**Work order**
Some entries follow. Reproduce exactly the lines starting at the one with "repository cca92ed878aaf37e" and stopping after the one with "created the vehicle.".

**Exercise input**

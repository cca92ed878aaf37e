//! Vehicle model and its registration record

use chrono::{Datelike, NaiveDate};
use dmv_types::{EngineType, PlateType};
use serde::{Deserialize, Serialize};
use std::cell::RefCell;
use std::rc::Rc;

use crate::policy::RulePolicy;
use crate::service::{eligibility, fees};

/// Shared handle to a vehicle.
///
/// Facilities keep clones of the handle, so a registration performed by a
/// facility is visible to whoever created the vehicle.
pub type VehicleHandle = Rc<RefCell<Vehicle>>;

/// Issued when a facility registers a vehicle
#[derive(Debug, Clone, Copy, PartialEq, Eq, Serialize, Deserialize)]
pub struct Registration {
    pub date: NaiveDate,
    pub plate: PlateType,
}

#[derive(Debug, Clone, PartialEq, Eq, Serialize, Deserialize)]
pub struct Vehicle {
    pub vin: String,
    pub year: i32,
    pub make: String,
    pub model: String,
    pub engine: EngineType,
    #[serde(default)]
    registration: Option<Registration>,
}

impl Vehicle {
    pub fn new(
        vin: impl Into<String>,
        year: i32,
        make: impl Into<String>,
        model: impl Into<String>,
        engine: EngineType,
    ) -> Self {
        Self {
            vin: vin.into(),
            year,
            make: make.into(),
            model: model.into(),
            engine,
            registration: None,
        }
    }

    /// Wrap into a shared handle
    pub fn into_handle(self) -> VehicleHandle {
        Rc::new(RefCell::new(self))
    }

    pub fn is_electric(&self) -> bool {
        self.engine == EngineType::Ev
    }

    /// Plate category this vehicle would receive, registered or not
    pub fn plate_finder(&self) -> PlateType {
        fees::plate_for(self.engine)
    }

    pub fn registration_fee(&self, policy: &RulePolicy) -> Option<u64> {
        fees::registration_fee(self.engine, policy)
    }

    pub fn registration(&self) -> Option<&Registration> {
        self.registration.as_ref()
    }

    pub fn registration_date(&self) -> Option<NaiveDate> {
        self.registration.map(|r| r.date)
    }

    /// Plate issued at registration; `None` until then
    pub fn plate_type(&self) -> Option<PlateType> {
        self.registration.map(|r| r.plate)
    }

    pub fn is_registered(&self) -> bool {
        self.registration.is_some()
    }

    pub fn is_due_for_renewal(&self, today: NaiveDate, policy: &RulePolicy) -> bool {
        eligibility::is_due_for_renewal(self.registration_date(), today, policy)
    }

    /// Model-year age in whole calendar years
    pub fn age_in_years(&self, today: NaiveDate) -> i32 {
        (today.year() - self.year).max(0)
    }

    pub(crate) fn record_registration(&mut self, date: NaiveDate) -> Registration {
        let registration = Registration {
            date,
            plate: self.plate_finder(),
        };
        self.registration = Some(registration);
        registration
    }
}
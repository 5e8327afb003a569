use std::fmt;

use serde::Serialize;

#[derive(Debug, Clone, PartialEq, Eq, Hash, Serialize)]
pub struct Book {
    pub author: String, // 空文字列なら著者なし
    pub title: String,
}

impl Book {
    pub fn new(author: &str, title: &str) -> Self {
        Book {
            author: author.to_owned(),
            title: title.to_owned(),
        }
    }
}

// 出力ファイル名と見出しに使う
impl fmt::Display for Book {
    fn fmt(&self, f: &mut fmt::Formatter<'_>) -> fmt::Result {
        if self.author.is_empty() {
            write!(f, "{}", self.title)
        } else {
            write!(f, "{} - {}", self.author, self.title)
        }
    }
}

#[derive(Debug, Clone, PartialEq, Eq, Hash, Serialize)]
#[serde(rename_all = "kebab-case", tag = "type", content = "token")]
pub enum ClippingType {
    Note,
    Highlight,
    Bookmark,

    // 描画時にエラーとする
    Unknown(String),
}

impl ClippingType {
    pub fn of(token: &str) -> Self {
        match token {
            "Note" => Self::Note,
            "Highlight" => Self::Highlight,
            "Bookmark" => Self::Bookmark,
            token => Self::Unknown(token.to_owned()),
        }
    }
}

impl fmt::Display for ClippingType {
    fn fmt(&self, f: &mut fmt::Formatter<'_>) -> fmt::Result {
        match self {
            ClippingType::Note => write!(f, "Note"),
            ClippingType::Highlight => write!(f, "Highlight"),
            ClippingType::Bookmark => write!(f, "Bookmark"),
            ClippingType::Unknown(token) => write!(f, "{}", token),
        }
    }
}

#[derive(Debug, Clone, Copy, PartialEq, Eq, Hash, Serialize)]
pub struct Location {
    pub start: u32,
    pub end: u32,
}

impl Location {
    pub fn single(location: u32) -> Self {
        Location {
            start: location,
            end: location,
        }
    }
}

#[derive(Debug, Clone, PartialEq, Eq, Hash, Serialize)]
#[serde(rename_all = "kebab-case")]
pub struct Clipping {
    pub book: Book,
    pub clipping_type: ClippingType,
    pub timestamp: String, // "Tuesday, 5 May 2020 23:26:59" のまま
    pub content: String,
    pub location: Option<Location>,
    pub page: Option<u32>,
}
---
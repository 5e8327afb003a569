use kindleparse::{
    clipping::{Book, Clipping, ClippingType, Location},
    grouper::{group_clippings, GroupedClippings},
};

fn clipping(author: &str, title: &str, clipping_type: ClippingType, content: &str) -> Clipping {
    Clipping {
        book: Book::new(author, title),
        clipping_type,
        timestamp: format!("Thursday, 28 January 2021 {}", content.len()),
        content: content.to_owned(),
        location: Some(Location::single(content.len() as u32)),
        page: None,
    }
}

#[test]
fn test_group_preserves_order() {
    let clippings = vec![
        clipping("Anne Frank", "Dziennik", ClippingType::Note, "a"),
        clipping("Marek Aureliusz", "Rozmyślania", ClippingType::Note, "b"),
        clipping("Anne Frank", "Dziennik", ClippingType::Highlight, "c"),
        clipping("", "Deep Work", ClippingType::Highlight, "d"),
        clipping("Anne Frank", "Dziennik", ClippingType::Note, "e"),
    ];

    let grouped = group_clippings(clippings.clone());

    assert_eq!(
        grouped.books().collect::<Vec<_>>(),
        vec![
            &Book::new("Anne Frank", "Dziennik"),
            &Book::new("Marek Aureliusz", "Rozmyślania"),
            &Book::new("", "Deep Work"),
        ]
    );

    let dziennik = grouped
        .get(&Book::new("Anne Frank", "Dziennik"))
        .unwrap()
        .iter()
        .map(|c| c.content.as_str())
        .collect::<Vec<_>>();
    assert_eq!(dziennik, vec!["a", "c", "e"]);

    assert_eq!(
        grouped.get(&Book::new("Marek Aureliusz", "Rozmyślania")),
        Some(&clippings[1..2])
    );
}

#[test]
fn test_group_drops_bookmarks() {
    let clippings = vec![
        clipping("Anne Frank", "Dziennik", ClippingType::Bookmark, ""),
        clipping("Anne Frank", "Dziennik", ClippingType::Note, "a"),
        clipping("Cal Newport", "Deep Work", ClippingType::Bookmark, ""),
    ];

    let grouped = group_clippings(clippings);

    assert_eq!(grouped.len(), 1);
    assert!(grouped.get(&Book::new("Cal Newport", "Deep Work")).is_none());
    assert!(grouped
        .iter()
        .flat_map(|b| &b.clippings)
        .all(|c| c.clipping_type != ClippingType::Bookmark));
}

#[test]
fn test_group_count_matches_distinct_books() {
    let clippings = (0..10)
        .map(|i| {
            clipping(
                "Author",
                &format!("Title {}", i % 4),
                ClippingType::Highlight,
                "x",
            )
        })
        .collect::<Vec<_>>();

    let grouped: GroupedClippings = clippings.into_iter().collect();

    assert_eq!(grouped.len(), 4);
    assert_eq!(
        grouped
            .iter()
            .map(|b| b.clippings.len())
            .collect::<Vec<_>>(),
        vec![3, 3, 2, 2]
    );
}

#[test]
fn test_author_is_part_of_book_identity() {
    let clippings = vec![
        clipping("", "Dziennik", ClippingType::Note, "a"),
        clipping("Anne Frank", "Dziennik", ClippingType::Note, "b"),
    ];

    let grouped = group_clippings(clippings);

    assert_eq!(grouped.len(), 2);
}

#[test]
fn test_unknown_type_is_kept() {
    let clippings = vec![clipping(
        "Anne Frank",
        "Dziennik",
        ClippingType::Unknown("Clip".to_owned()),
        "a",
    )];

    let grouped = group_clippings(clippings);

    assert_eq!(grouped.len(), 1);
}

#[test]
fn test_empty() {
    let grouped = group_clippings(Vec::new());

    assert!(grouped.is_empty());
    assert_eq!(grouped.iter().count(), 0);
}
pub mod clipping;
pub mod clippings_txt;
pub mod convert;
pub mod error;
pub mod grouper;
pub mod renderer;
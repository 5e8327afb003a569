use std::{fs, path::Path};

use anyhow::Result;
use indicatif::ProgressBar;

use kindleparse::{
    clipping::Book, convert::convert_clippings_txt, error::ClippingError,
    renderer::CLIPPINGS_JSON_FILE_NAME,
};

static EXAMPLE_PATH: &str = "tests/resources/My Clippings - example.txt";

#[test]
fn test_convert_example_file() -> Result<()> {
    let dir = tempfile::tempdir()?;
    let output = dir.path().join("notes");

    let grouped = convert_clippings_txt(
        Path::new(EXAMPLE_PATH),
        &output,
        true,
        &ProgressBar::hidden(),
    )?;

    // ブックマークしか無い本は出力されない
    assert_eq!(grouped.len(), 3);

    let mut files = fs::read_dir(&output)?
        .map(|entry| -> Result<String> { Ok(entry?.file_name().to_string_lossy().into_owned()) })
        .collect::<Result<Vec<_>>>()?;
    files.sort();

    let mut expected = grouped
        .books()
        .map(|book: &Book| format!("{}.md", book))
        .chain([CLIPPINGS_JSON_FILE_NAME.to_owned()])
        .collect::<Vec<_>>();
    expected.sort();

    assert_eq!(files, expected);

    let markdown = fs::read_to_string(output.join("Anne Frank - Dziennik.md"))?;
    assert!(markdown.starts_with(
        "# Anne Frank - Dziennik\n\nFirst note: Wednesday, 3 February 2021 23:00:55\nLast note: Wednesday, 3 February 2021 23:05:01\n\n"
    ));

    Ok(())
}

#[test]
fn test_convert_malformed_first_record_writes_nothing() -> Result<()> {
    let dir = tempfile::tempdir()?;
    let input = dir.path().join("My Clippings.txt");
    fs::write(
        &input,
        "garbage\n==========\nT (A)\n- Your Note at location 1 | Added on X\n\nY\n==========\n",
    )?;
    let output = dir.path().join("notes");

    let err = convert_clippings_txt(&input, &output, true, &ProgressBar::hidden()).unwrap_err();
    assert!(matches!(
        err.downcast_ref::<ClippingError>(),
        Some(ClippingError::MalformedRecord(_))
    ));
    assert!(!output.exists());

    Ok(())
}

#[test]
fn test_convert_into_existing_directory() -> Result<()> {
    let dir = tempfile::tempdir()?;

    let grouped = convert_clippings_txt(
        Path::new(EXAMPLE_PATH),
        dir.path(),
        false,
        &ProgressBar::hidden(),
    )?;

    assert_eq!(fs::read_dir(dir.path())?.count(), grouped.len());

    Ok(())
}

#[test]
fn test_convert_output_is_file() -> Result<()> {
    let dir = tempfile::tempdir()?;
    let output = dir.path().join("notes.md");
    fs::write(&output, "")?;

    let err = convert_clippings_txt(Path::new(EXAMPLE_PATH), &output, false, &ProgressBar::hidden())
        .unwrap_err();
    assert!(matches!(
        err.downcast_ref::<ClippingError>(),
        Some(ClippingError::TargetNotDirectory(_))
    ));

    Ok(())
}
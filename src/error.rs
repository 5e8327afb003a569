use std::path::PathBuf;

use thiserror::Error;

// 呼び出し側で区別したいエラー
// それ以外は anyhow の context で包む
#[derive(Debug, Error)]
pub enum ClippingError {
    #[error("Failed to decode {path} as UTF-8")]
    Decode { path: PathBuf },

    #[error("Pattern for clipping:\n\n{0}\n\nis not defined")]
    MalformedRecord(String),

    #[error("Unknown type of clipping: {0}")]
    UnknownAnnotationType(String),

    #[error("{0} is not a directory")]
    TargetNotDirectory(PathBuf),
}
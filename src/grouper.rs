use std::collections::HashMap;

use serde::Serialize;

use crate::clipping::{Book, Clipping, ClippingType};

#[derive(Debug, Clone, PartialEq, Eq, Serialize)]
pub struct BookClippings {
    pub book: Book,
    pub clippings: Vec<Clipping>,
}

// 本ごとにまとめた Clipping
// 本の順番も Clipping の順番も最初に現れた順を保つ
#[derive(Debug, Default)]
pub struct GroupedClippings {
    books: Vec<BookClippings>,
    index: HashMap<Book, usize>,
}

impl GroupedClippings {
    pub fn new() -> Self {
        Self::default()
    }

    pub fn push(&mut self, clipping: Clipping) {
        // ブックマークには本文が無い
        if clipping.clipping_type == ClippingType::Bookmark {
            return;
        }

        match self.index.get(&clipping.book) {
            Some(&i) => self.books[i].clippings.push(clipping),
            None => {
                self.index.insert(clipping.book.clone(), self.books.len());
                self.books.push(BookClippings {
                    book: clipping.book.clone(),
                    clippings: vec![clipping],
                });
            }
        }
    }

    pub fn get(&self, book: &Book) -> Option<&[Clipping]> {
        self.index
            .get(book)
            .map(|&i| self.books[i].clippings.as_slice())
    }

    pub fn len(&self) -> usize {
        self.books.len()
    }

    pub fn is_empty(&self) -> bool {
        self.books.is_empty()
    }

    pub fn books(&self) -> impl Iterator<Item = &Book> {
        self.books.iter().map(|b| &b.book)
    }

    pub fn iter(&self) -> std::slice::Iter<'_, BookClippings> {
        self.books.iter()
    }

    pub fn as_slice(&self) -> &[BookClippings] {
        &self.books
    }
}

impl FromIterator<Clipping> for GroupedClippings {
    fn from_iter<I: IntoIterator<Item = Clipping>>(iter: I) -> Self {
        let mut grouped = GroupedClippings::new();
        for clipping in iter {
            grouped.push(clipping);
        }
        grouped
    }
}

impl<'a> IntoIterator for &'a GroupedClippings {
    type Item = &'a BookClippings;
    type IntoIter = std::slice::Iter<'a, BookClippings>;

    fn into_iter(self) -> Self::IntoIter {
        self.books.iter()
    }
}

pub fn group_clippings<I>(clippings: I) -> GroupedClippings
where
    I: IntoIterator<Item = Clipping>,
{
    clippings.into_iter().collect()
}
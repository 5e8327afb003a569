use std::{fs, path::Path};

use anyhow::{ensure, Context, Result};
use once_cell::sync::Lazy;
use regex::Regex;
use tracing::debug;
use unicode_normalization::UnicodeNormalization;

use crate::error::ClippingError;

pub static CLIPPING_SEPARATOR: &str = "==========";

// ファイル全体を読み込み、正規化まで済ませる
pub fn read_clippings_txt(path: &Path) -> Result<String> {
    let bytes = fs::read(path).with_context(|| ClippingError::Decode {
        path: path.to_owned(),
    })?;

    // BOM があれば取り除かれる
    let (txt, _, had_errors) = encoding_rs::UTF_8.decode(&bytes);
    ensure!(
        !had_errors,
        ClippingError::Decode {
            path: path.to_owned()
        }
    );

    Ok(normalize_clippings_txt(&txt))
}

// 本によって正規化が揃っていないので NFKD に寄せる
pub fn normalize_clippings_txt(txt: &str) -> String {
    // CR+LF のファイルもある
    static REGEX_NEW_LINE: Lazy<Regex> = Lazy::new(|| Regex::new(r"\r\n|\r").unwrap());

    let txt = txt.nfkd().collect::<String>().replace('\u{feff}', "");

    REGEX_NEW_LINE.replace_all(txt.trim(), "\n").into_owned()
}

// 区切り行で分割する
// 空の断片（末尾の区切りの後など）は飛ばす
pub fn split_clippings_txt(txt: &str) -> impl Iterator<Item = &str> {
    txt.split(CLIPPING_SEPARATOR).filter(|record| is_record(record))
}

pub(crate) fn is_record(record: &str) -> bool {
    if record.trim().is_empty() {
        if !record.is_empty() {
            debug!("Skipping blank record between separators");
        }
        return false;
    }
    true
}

**Output below**
repository cca92ed878aaf37e
//! Vehicle model and its registration record

use chrono::{Datelike, NaiveDate};
use dmv_types::{EngineType, PlateType};
use serde::{Deserialize, Serialize};
use std::cell::RefCell;
use std::rc::Rc;

use crate::policy::RulePolicy;
use crate::service::{eligibility, fees};

/// Shared handle to a vehicle.
///
/// Facilities keep clones of the handle, so a registration performed by a
/// facility is visible to whoever created the vehicle.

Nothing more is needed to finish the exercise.